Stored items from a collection
------------------------
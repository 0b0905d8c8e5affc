//! Authentication chain for trying multiple strategies.

use async_trait::async_trait;

use crate::ssh::config::ConnectionConfig;
use crate::ssh::report;
use crate::ssh::transport::Transport;

use super::traits::AuthStrategy;
use super::{KeyAuth, NoneAuth, PasswordAuth};

/// Authentication chain that tries multiple strategies in order.
///
/// Strategies are tried in the order they were added. Strategies whose
/// credentials are absent are skipped. The first successful authentication
/// stops the chain; each applicable strategy is attempted at most once.
///
/// # Example
///
/// ```ignore
/// let chain = AuthChain::new()
///     .with_none()
///     .with_password()
///     .with_key();
///
/// let ok = chain.authenticate(transport, &config).await?;
/// ```
pub struct AuthChain {
    strategies: Vec<Box<dyn AuthStrategy>>,
}

impl AuthChain {
    /// Create a new empty authentication chain.
    pub fn new() -> Self {
        Self {
            strategies: Vec::new(),
        }
    }

    /// The default order: none, then password, then public key.
    pub fn standard() -> Self {
        Self::new().with_none().with_password().with_key()
    }

    pub fn with_none(self) -> Self {
        self.with_strategy(NoneAuth::new())
    }

    pub fn with_password(self) -> Self {
        self.with_strategy(PasswordAuth::new())
    }

    pub fn with_key(self) -> Self {
        self.with_strategy(KeyAuth::new())
    }

    /// Append any strategy to the end of the chain.
    pub fn with_strategy(mut self, strategy: impl AuthStrategy + 'static) -> Self {
        self.strategies.push(Box::new(strategy));
        self
    }

    pub fn is_empty(&self) -> bool {
        self.strategies.is_empty()
    }

    pub fn len(&self) -> usize {
        self.strategies.len()
    }

    /// Strategy names in evaluation order.
    pub fn names(&self) -> Vec<&'static str> {
        self.strategies.iter().map(|s| s.name()).collect()
    }
}

impl Default for AuthChain {
    fn default() -> Self {
        Self::new()
    }
}

#[async_trait]
impl AuthStrategy for AuthChain {
    fn is_applicable(&self, config: &ConnectionConfig) -> bool {
        self.strategies.iter().any(|s| s.is_applicable(config))
    }

    async fn authenticate(
        &self,
        transport: &mut dyn Transport,
        config: &ConnectionConfig,
    ) -> Result<bool, String> {
        let debug = config.debug();
        let mut attempted = 0usize;
        let mut last_error = None;

        for strategy in &self.strategies {
            if !strategy.is_applicable(config) {
                report!(debug, "Skipping {} authentication: not configured", strategy.name());
                continue;
            }

            attempted += 1;
            report!(debug, "Trying authentication strategy: {}", strategy.name());

            match strategy.authenticate(transport, config).await {
                Ok(true) => {
                    report!(
                        debug,
                        "Authentication succeeded with strategy: {}",
                        strategy.name()
                    );
                    return Ok(true);
                }
                Ok(false) => {
                    report!(debug, "Authentication failed with strategy: {}", strategy.name());
                    last_error = Some(format!("{} authentication rejected", strategy.name()));
                }
                Err(e) => {
                    report!(
                        debug,
                        "Authentication error with strategy {}: {}",
                        strategy.name(),
                        e
                    );
                    last_error = Some(e);
                }
            }
        }

        if attempted == 0 {
            return Err("No authentication credentials configured".to_string());
        }

        Err(last_error.unwrap_or_else(|| "All authentication methods failed".to_string()))
    }

    fn name(&self) -> &'static str {
        "chain"
    }
}
#[cfg(all(loom, test))]
mod loom_tests {
    use super::*;
    use loom::thread;

    #[test]
    fn fifo_across_threads() {
        loom::model(|| {
            let (producer, consumer) = queue::<u32>().capacity(4).channels().unwrap();

            let push_side = thread::spawn(move || {
                let mut producer = producer;
                // SAFETY: two pushes, capacity 4.
                unsafe { producer.push(1) };
                unsafe { producer.push(2) };
            });

            let mut consumer = consumer;
            let mut received = Vec::new();
            while received.len() < 2 {
                match consumer.pop() {
                    Ok(value) => received.push(value),
                    Err(_) => thread::yield_now(),
                }
            }

            push_side.join().unwrap();
            assert_eq!(received, [1, 2]);
        });
    }

    #[test]
    fn size_snapshot_is_bounded() {
        loom::model(|| {
            let (producer, consumer) = queue::<u32>().capacity(2).channels().unwrap();

            let push_side = thread::spawn(move || {
                let mut producer = producer;
                // SAFETY: one push, capacity 2.
                unsafe { producer.push(9) };
            });

            // Racing snapshot: either the push landed or it did not.
            assert!(consumer.len() <= 1);

            push_side.join().unwrap();
            let mut consumer = consumer;
            assert_eq!(consumer.pop().unwrap(), 9);
            assert_eq!(consumer.len(), 0);
        });
    }
}
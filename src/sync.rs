//! Atomic primitives, switched to [loom]'s instrumented versions when the
//! crate is compiled with `--cfg loom` for model checking.
//!
//! [loom]: https://docs.rs/loom

#[cfg(not(loom))]
pub(crate) use std::sync::atomic::{AtomicBool, AtomicU32, AtomicUsize, Ordering};

#[cfg(loom)]
pub(crate) use loom::sync::atomic::{AtomicBool, AtomicU32, AtomicUsize, Ordering};
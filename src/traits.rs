use crate::QueueError;

/// Trait for queue producers that can push items into a queue.
///
/// This trait provides a consistent interface for both producer types: the
/// cloneable MPSC producer handle and the unique SPSC producer handle.
pub trait QueueProducer<T> {
    /// Push a value into the queue.
    ///
    /// Wait-free and non-blocking: the call completes in a bounded number of
    /// steps and never spins waiting for space.
    ///
    /// # Arguments
    /// * `value` - The value to push
    ///
    /// # Safety
    ///
    /// The queue must not be full. Callers uphold this by dimensioning the
    /// capacity strictly above the worst-case number of in-flight elements
    /// (pushed but not yet popped) the workload can produce. No fullness
    /// check is performed on this path; debug builds assert on violation,
    /// release builds exhibit undefined behavior.
    unsafe fn push(&mut self, value: T);
}

/// Trait for queue consumers that can pop items from a queue.
///
/// Consumer handles are unique and not cloneable, and every method takes
/// `&mut self`: the single-consumer precondition of both queue families is
/// enforced by the borrow checker rather than by documentation. The handle
/// itself is `Send`, so the consumer role may migrate between threads; the
/// transfer of the handle provides the required happens-before edge.
pub trait QueueConsumer<T> {
    /// Pop a value from the queue.
    ///
    /// Non-blocking: if no element is ready the call returns immediately.
    ///
    /// # Returns
    /// The popped value on success, or [`QueueError::Empty`] if the queue is
    /// empty (or, for MPSC, if the next slot in line has not been published
    /// yet)
    fn pop(&mut self) -> Result<T, QueueError>;

    /// Check whether the next `pop` would currently find the queue empty.
    ///
    /// This is a peek on the consumer lane, not a linearization point: it
    /// reports the state the next `pop` would observe if no further pushes
    /// occur.
    ///
    /// # Returns
    /// `true` if the queue appears empty
    fn is_empty(&mut self) -> bool;
}
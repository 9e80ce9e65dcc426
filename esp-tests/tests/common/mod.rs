//! Gemeinsamer Mock für die Integration Tests
//!
//! MockBitbangDriver zeichnet jedes Bus-Ereignis auf und simuliert
//! einen Slave, der ACK/NACK und Lese-Daten liefert.

#![allow(dead_code)]

use std::collections::VecDeque;

use esp_i2c_core::{BitbangDriver, I2cMaster};

/// Ein Ereignis auf dem Bus, so wie der Driver es gesehen hat
#[derive(Debug, Clone, Copy, PartialEq, Eq)]
pub enum BusEvent {
    Start,
    Stop,
    Write(u8),
    Read(u8),
    Ack,
    Nack,
}

#[derive(Default)]
pub struct MockBitbangDriver {
    /// Alle Bus-Ereignisse in Reihenfolge
    pub events: Vec<BusEvent>,
    /// Anzahl gpio_init() Aufrufe
    pub gpio_init_count: usize,
    /// Anzahl master_init() Aufrufe
    pub master_init_count: usize,
    /// Bytes, die der Slave beim Lesen liefert (danach 0xFF)
    pub read_data: VecDeque<u8>,
    /// Indizes geschriebener Bytes (0-basiert, über alle Writes), die NACK bekommen
    pub nack_writes: Vec<usize>,
    /// Wenn gesetzt: nur diese Adressen bestätigen ihr Adress-Byte
    pub present_devices: Option<Vec<u8>>,
    /// Anzahl write_byte() Aufrufe
    pub write_count: usize,
    /// Letztes geschriebenes Byte und ob es direkt nach START kam
    pub last_write: Option<u8>,
    pub last_write_was_address: bool,
    pub after_start: bool,
}

impl MockBitbangDriver {
    pub fn new() -> Self {
        Self::default()
    }

    pub fn with_read_data(data: &[u8]) -> Self {
        Self {
            read_data: data.iter().copied().collect(),
            ..Self::default()
        }
    }

    pub fn with_nack_on(indices: &[usize]) -> Self {
        Self {
            nack_writes: indices.to_vec(),
            ..Self::default()
        }
    }

    pub fn with_devices(addresses: &[u8]) -> Self {
        Self {
            present_devices: Some(addresses.to_vec()),
            ..Self::default()
        }
    }

    /// Nur die geschriebenen Bytes
    pub fn written(&self) -> Vec<u8> {
        self.events
            .iter()
            .filter_map(|event| match event {
                BusEvent::Write(byte) => Some(*byte),
                _ => None,
            })
            .collect()
    }

    pub fn count(&self, wanted: BusEvent) -> usize {
        self.events.iter().filter(|event| **event == wanted).count()
    }

    pub fn clear(&mut self) {
        self.events.clear();
    }
}

impl BitbangDriver for MockBitbangDriver {
    fn gpio_init(&mut self) {
        self.gpio_init_count += 1;
    }

    fn master_init(&mut self) {
        self.master_init_count += 1;
    }

    fn start(&mut self) {
        self.events.push(BusEvent::Start);
        self.after_start = true;
    }

    fn stop(&mut self) {
        self.events.push(BusEvent::Stop);
        self.after_start = false;
    }

    fn write_byte(&mut self, byte: u8) {
        self.events.push(BusEvent::Write(byte));
        self.last_write = Some(byte);
        self.last_write_was_address = self.after_start;
        self.after_start = false;
        self.write_count += 1;
    }

    fn read_byte(&mut self) -> u8 {
        let byte = self.read_data.pop_front().unwrap_or(0xFF);
        self.events.push(BusEvent::Read(byte));
        byte
    }

    fn check_ack(&mut self) -> bool {
        let index = self.write_count.saturating_sub(1);
        if self.nack_writes.contains(&index) {
            return false;
        }
        match (&self.present_devices, self.last_write) {
            (Some(devices), Some(byte)) if self.last_write_was_address => {
                devices.contains(&(byte >> 1))
            }
            _ => true,
        }
    }

    fn send_ack(&mut self) {
        self.events.push(BusEvent::Ack);
    }

    fn send_nack(&mut self) {
        self.events.push(BusEvent::Nack);
    }
}

/// Initialisierter Master über einem frischen Mock
pub fn master_with(driver: MockBitbangDriver) -> I2cMaster<MockBitbangDriver> {
    let mut master = I2cMaster::new(driver);
    master.initialize();
    master
}
// Build-Script: Wird vor dem Kompilieren ausgeführt
// Konfiguriert den Linker für ESP32-C6 Embedded Rust

fn main() {
    // Lade .env file für die I2C-Konfiguration
    // Fehler ignorieren wenn .env nicht existiert (dann gelten die Defaults aus config.rs)
    if let Err(e) = dotenvy::dotenv() {
        eprintln!("⚠️  .env file nicht gefunden: {}", e);
        eprintln!("   Nutze Default-Adresse oder setze I2C_DEVICE_ADDRESS als Environment-Variable");
    }

    // Gebe die Slave-Adresse an Rust-Compiler weiter
    // Der Wert wird zur Compile-Zeit in den Code eingebacken (siehe config.rs)
    if let Ok(address) = std::env::var("I2C_DEVICE_ADDRESS") {
        println!("cargo:rustc-env=I2C_DEVICE_ADDRESS={}", address);
    }
    println!("cargo:rerun-if-env-changed=I2C_DEVICE_ADDRESS");

    // Registriere hilfsbereiten Error-Handler für Linker-Fehler
    linker_be_nice();

    // Füge Linker-Skripte hinzu:

    // 1. defmt.x - defmt Logging-Support
    //    Definiert Symbole für defmt's binäres Log-Format
    println!("cargo:rustc-link-arg=-Tdefmt.x");

    // 2. linkall.x - ESP32 Memory-Layout
    //    WICHTIG: Muss als LETZTES kommen (sonst Probleme mit flip-link)
    //    Definiert Flash/RAM-Layout und Startup-Code
    println!("cargo:rustc-link-arg=-Tlinkall.x");
}

// Error-Handler: Zeigt hilfreiche Tipps bei Linker-Fehlern
// Wird vom Linker als "--error-handling-script" aufgerufen
fn linker_be_nice() {
    let args: Vec<String> = std::env::args().collect();

    // Wenn vom Linker aufgerufen (mit Error-Typ und Symbol-Name)
    if args.len() > 1 {
        let kind = &args[1]; // Fehler-Typ (z.B. "undefined-symbol")
        let what = &args[2]; // Symbol-Name (z.B. "_defmt_...")

        match kind.as_str() {
            // Undefiniertes Symbol gefunden
            "undefined-symbol" => match what.as_str() {
                what if what.starts_with("_defmt_") => {
                    eprintln!();
                    eprintln!(
                        "💡 `defmt` not found - make sure `defmt.x` is added as a linker script and you have included `use defmt_rtt as _;`"
                    );
                    eprintln!();
                }
                "_stack_start" => {
                    eprintln!();
                    eprintln!("💡 Is the linker script `linkall.x` missing?");
                    eprintln!();
                }
                _ => (),
            },
            // we don't have anything helpful for "missing-lib" yet
            _ => {
                std::process::exit(1);
            }
        }

        std::process::exit(0);
    }

    println!(
        "cargo:rustc-link-arg=--error-handling-script={}",
        std::env::current_exe().unwrap().display()
    );
}
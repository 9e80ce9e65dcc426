//! embedded-hal 1.0 Adapter
//!
//! Damit lassen sich bestehende Sensor-Treiber (`embedded_hal::i2c::I2c`)
//! direkt auf dem Bitbang-Master betreiben.
//!
//! Anders als die Register-Helfer bricht `transaction` beim ersten NACK ab,
//! sendet STOP und liefert den Fehler.

use embedded_hal::i2c::{ErrorType, I2c, Operation, SevenBitAddress};

use crate::sequencer::I2cMaster;
use crate::traits::BitbangDriver;
use crate::types::{Direction, I2cError, NackPhase, SlaveAddress};

impl<D: BitbangDriver> ErrorType for I2cMaster<D> {
    type Error = I2cError;
}

impl<D: BitbangDriver> I2c<SevenBitAddress> for I2cMaster<D> {
    fn transaction(
        &mut self,
        address: SevenBitAddress,
        operations: &mut [Operation<'_>],
    ) -> Result<(), Self::Error> {
        let slave = match SlaveAddress::new(address) {
            Ok(slave) => slave,
            Err(e) => return Err(self.reject(e)),
        };
        // Nur leere Reads (oder gar nichts): kein Byte zu übertragen
        if operations.iter().all(is_empty_read) {
            return self.record(Ok(()));
        }

        let result = run_operations(self, slave, operations);
        self.driver_mut().stop();

        self.record(result)
    }
}

fn direction_of(operation: &Operation<'_>) -> Direction {
    match operation {
        Operation::Write(_) => Direction::Write,
        Operation::Read(_) => Direction::Read,
    }
}

/// Leere Reads erzeugen keinen Bus-Verkehr und zählen für die
/// Block-Bildung nicht mit
fn is_empty_read(operation: &Operation<'_>) -> bool {
    matches!(operation, Operation::Read(buffer) if buffer.is_empty())
}

/// Richtung der nächsten Operation nach `index`, die Bytes überträgt
fn next_direction(operations: &[Operation<'_>], index: usize) -> Option<Direction> {
    operations
        .iter()
        .skip(index + 1)
        .find(|operation| !is_empty_read(operation))
        .map(direction_of)
}

/// Führt die Operationen aus, ohne das abschließende STOP
///
/// Aufeinanderfolgende Operationen gleicher Richtung teilen sich eine
/// Adressierung. Bei Richtungswechsel folgt ein Repeated Start.
fn run_operations<D: BitbangDriver>(
    master: &mut I2cMaster<D>,
    slave: SlaveAddress,
    operations: &mut [Operation<'_>],
) -> Result<(), I2cError> {
    let mut previous: Option<Direction> = None;
    let mut data_index = 0;

    for i in 0..operations.len() {
        if is_empty_read(&operations[i]) {
            continue;
        }
        let next = next_direction(operations, i);

        match &mut operations[i] {
            Operation::Write(bytes) => {
                if previous != Some(Direction::Write) {
                    master.driver_mut().start();
                    master.write_acked(slave.write_byte(), NackPhase::Address)?;
                    data_index = 0;
                }
                for &byte in bytes.iter() {
                    master.write_acked(byte, NackPhase::Data { index: data_index })?;
                    data_index += 1;
                }
                previous = Some(Direction::Write);
            }
            Operation::Read(buffer) => {
                if previous != Some(Direction::Read) {
                    master.driver_mut().start();
                    master.write_acked(slave.read_byte(), NackPhase::ReadAddress)?;
                }
                // Das letzte Byte eines Lese-Blocks bekommt NACK
                let ends_run = next != Some(Direction::Read);
                let len = buffer.len();
                for (index, slot) in buffer.iter_mut().enumerate() {
                    *slot = master.driver_mut().read_byte();
                    if ends_run && index + 1 == len {
                        master.driver_mut().send_nack();
                    } else {
                        master.driver_mut().send_ack();
                    }
                }
                previous = Some(Direction::Read);
            }
        }
    }

    Ok(())
}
------------------------
WORK REQUIRED:
Show the lines of the records that include the string "attempted".

ANSWER:
/// stops the chain; each applicable strategy is attempted at most once.
        let mut attempted = 0usize;
            attempted += 1;
        if attempted == 0 {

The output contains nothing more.